Newly qualified physiotherapists cannot get employment although desperately needed and we have the farcical situation whereby up to 70 per cent of newly qualified nurses leave the service within two years of graduation and leave us importing nurses, sometimes from countries that can ill afford to lose them.

Those who preach about "patient safety", as if they had invented it, are not the two night nurses charged with the care of 40 even 50 patients on their ward. They are not the intensive care, or coronary care, or theatre and A&E nurses struggling to make the best of often appalling conditions. They hold to their vocations despite a pay scale that is derisory compared with many less qualified groups. It is little wonder that many choose to leave the service. They have been shamefully treated.
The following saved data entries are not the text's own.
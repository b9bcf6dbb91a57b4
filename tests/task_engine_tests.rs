//! Integration tests for the task engine's lock, pending-cancel window and
//! completion events.

use std::sync::Arc;
use std::time::Duration;

use tempfile::TempDir;

use langkit::config::{CredentialStore, Settings, TestConfigService};
use langkit::event::{
    EventHub, EventSink, EventThrottler, WireEvent, CHANNEL_PROCESSING_COMPLETED,
    CHANNEL_PROCESSING_STARTED,
};
use langkit::media::MediaToolkit;
use langkit::providers::ProviderRegistry;
use langkit::stt::SttEngine;
use langkit::task::{EngineDeps, ProcessingRequest, TaskEngine};

fn engine_with_hub(tmp: &TempDir) -> (TaskEngine, Arc<EventHub>) {
    let hub = Arc::new(EventHub::new(1024));
    let throttler = Arc::new(EventThrottler::new(hub.clone() as Arc<dyn EventSink>));
    let registry = Arc::new(ProviderRegistry::new(Arc::new(CredentialStore::new())));
    let deps = Arc::new(EngineDeps {
        config: Arc::new(TestConfigService::new(tmp.path(), Settings::default())),
        throttler,
        registry: registry.clone(),
        media: Arc::new(MediaToolkit::default()),
        stt: Arc::new(SttEngine::new(registry)),
    });
    (TaskEngine::new(deps), hub)
}

async fn wait_for_completion(
    rx: &mut tokio::sync::broadcast::Receiver<WireEvent>,
) -> (bool, serde_json::Value) {
    let mut started = false;
    let deadline = tokio::time::Instant::now() + Duration::from_secs(5);
    loop {
        let event = tokio::time::timeout_at(deadline, rx.recv())
            .await
            .expect("completion must be observable within 5s")
            .expect("hub closed");
        match event.channel.as_str() {
            CHANNEL_PROCESSING_STARTED => started = true,
            CHANNEL_PROCESSING_COMPLETED => return (started, event.payload),
            _ => {}
        }
    }
}

/// Scenario: cancel arrives first, then the start request shortly after.
#[tokio::test]
async fn cancel_before_start_defeats_the_start() {
    let tmp = TempDir::new().unwrap();
    let (engine, hub) = engine_with_hub(&tmp);
    let mut rx = hub.subscribe();

    engine.cancel_processing();
    tokio::time::sleep(Duration::from_millis(500)).await;

    let media = tmp.path().join("demo.mp4");
    std::fs::write(&media, b"").unwrap();
    let status = engine.send_processing_request(ProcessingRequest {
        path: media.to_string_lossy().to_string(),
        target_language: "ja".into(),
        subs2cards: true,
        ..ProcessingRequest::default()
    });

    assert!(!status.is_processing);
    assert!(status.error.is_none());
    // No processing.started may ever be emitted.
    let leaked = tokio::time::timeout(Duration::from_millis(400), rx.recv()).await;
    assert!(leaked.is_err(), "consumed cancel must not start a task");
    assert!(!engine.get_processing_status().is_processing);
}

/// Scenario: the selected model's provider has no credential; the task
/// completes with an error without retrying.
#[tokio::test]
async fn provider_unavailable_completes_with_error() {
    let tmp = TempDir::new().unwrap();
    let (engine, hub) = engine_with_hub(&tmp);
    let mut rx = hub.subscribe();

    let media = tmp.path().join("demo.mp4");
    std::fs::write(&media, b"not a real mp4").unwrap();
    // A sibling subtitle so dubtitles reaches the provider resolution.
    std::fs::write(
        tmp.path().join("demo.srt"),
        "1\n00:00:01,000 --> 00:00:02,000\nhi\n\n",
    )
    .unwrap();

    let mut request = ProcessingRequest {
        path: media.to_string_lossy().to_string(),
        target_language: "ja".into(),
        dubtitles: true,
        ..ProcessingRequest::default()
    };
    request
        .options
        .entry("stt".into())
        .or_default()
        .insert("model".into(), serde_json::json!("gpt-4o-transcribe"));

    let status = engine.send_processing_request(request);
    assert!(status.is_processing);

    let (started, completion) = wait_for_completion(&mut rx).await;
    assert!(started);
    assert_eq!(completion["status"], "error");
    assert!(!engine.get_processing_status().is_processing);
}

/// Cancelling an active task makes the completion event observable within
/// five seconds, after which the engine reads idle.
#[tokio::test]
async fn cancellation_completes_promptly() {
    let tmp = TempDir::new().unwrap();
    let (engine, hub) = engine_with_hub(&tmp);
    let mut rx = hub.subscribe();

    let dir = tmp.path().join("bulk");
    std::fs::create_dir_all(&dir).unwrap();
    for i in 0..50 {
        std::fs::write(dir.join(format!("clip-{:03}.wav", i)), b"RIFF").unwrap();
    }

    let status = engine.send_processing_request(ProcessingRequest {
        path: dir.to_string_lossy().to_string(),
        bulk: true,
        target_language: "ja".into(),
        subs2cards: true,
        ..ProcessingRequest::default()
    });
    assert!(status.is_processing);

    engine.cancel_processing();
    let (_, completion) = wait_for_completion(&mut rx).await;
    assert_eq!(completion["status"], "error");

    // The lock is released once the completion fires.
    let deadline = tokio::time::Instant::now() + Duration::from_secs(5);
    while engine.get_processing_status().is_processing {
        assert!(tokio::time::Instant::now() < deadline, "engine stuck active");
        tokio::time::sleep(Duration::from_millis(25)).await;
    }
}

/// A pending cancel older than the window is ignored by the next start.
#[tokio::test]
async fn stale_pending_cancel_does_not_block_start() {
    let tmp = TempDir::new().unwrap();
    let (engine, hub) = engine_with_hub(&tmp);
    let mut rx = hub.subscribe();

    engine.cancel_processing();
    tokio::time::sleep(Duration::from_millis(2200)).await;

    let media = tmp.path().join("demo.mp4");
    std::fs::write(&media, b"").unwrap();
    let status = engine.send_processing_request(ProcessingRequest {
        path: media.to_string_lossy().to_string(),
        target_language: "ja".into(),
        subs2cards: true,
        ..ProcessingRequest::default()
    });

    // The stale cancel was discarded, so this start goes through.
    assert!(status.is_processing);
    assert!(status.error.is_none());
    let (started, _) = wait_for_completion(&mut rx).await;
    assert!(started);
}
I wrote some weeks ago that many hospitals were unable to do much of their elective work due to the pressure of emergency work. Figures given in this newspaper from Beaumont, Ennis, Naas, St James's and Tallaght show emergency work ranging from 67 to over 90 per cent. It is a crisis.

Apparently in the wonder world of the Minister for Trolleys you have to become an emergency to have the best chance of treatment.

Maurice Neligan is a cardiac surgeon.